=== What you should do ===
Once the line with "filename crates/api/src/handlers/users.rs" is found in the data, output it and each following line exactly, up to and including the line with "use crate::state::AppState;", and nothing before or after.

=== Input material ===
++++++
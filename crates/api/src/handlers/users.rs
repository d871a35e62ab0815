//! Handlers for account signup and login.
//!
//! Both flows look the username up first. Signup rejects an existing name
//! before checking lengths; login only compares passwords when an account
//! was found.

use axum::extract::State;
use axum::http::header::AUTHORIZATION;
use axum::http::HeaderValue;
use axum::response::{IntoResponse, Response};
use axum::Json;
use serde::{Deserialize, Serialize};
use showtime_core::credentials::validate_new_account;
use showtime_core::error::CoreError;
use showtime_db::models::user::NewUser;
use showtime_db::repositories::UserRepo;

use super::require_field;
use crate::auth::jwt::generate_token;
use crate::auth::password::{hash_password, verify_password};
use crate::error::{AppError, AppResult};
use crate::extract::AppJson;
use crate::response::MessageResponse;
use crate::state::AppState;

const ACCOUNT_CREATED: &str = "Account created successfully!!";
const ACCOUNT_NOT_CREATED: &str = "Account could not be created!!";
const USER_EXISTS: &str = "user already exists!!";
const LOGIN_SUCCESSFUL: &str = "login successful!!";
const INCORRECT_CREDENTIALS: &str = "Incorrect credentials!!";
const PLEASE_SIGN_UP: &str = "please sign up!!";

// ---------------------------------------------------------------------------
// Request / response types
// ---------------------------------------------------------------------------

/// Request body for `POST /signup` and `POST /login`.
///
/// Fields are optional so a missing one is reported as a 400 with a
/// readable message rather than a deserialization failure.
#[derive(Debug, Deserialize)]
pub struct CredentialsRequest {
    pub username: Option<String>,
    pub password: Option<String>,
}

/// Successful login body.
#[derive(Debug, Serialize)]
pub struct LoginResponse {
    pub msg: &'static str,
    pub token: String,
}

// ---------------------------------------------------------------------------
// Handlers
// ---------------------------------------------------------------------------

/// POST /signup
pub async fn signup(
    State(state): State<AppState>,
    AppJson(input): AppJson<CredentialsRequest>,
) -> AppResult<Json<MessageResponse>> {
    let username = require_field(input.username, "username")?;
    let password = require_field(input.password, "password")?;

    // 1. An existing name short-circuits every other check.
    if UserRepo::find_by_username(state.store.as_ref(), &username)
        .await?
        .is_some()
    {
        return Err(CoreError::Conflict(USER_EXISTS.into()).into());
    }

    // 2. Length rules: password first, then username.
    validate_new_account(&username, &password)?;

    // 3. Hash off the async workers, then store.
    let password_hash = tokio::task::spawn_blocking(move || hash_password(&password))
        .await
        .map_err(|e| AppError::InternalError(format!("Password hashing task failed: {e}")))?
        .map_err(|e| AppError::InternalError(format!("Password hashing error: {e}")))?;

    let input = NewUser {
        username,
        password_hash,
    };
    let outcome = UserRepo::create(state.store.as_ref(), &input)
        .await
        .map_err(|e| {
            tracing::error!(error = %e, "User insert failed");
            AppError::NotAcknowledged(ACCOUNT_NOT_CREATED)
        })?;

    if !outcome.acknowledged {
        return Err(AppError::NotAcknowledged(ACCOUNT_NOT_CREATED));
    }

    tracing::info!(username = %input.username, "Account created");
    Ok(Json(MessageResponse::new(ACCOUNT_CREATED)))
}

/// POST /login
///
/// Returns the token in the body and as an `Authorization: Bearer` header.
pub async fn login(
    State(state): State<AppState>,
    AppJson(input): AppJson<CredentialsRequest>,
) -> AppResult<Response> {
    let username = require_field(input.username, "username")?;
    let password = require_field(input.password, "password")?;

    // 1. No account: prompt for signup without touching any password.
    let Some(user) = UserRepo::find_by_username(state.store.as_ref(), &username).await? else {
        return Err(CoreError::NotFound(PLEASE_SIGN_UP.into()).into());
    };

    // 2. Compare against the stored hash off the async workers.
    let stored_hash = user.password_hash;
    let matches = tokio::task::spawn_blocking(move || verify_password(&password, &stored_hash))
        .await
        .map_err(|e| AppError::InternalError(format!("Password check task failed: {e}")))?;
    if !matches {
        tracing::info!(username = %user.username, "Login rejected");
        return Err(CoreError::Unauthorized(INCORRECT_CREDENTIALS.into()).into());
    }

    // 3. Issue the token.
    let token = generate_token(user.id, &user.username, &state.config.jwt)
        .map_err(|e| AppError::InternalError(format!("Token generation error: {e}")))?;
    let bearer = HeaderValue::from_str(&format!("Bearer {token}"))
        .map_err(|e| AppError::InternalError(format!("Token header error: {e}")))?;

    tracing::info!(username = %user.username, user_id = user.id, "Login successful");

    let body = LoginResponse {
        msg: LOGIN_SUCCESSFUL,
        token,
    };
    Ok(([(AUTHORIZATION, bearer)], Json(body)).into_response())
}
++++++
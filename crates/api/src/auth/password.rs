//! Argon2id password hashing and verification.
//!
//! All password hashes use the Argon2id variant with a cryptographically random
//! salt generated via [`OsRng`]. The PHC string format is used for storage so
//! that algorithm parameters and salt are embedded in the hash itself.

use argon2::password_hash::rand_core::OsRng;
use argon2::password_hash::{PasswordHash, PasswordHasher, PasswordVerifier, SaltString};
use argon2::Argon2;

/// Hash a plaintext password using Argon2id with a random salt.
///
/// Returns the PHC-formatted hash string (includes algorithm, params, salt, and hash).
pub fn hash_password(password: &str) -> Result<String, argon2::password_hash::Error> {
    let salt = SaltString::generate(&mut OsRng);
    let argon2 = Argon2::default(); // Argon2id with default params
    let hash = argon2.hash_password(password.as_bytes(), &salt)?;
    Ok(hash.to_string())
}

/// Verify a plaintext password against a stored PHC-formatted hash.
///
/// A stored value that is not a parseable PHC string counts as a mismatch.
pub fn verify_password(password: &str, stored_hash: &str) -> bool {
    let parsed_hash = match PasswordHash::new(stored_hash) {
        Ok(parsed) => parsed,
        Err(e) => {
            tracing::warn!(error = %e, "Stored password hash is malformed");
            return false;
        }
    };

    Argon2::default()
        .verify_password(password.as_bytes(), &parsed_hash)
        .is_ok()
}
++++++
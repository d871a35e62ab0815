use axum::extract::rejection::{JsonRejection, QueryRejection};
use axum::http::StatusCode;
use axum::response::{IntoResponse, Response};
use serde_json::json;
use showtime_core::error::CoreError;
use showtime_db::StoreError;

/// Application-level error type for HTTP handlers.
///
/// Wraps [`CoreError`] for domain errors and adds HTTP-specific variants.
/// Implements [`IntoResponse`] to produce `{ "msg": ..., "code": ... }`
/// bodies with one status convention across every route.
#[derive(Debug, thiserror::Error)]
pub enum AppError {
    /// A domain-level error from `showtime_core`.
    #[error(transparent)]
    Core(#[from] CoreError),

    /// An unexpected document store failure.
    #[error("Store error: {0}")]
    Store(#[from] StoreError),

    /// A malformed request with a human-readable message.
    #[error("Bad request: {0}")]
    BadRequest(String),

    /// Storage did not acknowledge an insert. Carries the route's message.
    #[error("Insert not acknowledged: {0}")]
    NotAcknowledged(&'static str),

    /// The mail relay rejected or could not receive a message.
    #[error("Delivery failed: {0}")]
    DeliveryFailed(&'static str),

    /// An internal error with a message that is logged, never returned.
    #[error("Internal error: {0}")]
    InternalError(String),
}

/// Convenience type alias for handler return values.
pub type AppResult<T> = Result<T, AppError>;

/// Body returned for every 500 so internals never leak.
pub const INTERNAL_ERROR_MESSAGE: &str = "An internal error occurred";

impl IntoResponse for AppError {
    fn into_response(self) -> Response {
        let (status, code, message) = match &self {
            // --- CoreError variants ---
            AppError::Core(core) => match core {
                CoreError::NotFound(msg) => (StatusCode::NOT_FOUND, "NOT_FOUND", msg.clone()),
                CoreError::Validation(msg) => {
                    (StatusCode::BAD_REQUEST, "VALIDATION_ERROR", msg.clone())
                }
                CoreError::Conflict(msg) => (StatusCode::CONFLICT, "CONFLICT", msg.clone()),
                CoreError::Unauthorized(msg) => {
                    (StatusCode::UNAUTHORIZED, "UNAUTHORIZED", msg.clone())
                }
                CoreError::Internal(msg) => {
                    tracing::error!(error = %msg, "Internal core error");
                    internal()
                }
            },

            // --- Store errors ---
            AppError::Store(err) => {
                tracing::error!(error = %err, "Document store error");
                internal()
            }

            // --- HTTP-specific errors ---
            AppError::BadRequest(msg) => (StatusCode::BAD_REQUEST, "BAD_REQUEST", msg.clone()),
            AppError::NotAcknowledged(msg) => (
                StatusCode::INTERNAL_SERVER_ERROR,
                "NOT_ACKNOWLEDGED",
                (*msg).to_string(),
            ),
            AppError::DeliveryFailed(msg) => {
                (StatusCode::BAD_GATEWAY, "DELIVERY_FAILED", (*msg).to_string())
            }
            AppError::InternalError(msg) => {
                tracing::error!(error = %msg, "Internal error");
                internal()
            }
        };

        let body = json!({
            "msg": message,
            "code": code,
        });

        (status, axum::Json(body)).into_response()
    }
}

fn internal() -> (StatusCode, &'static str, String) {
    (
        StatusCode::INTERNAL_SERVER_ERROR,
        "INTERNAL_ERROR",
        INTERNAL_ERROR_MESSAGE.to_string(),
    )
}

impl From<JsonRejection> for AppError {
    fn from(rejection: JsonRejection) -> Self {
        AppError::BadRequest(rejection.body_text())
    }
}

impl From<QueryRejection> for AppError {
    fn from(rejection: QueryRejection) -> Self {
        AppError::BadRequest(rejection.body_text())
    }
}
++++++
=== Your solution ===
filename crates/api/src/handlers/users.rs
repository d871a35e62ab0815
//! Handlers for account signup and login.
//!
//! Both flows look the username up first. Signup rejects an existing name
//! before checking lengths; login only compares passwords when an account
//! was found.

use axum::extract::State;
use axum::http::header::AUTHORIZATION;
use axum::http::HeaderValue;
use axum::response::{IntoResponse, Response};
use axum::Json;
use serde::{Deserialize, Serialize};
use showtime_core::credentials::validate_new_account;
use showtime_core::error::CoreError;
use showtime_db::models::user::NewUser;
use showtime_db::repositories::UserRepo;

use super::require_field;
use crate::auth::jwt::generate_token;
use crate::auth::password::{hash_password, verify_password};
use crate::error::{AppError, AppResult};
use crate::extract::AppJson;
use crate::response::MessageResponse;
use crate::state::AppState;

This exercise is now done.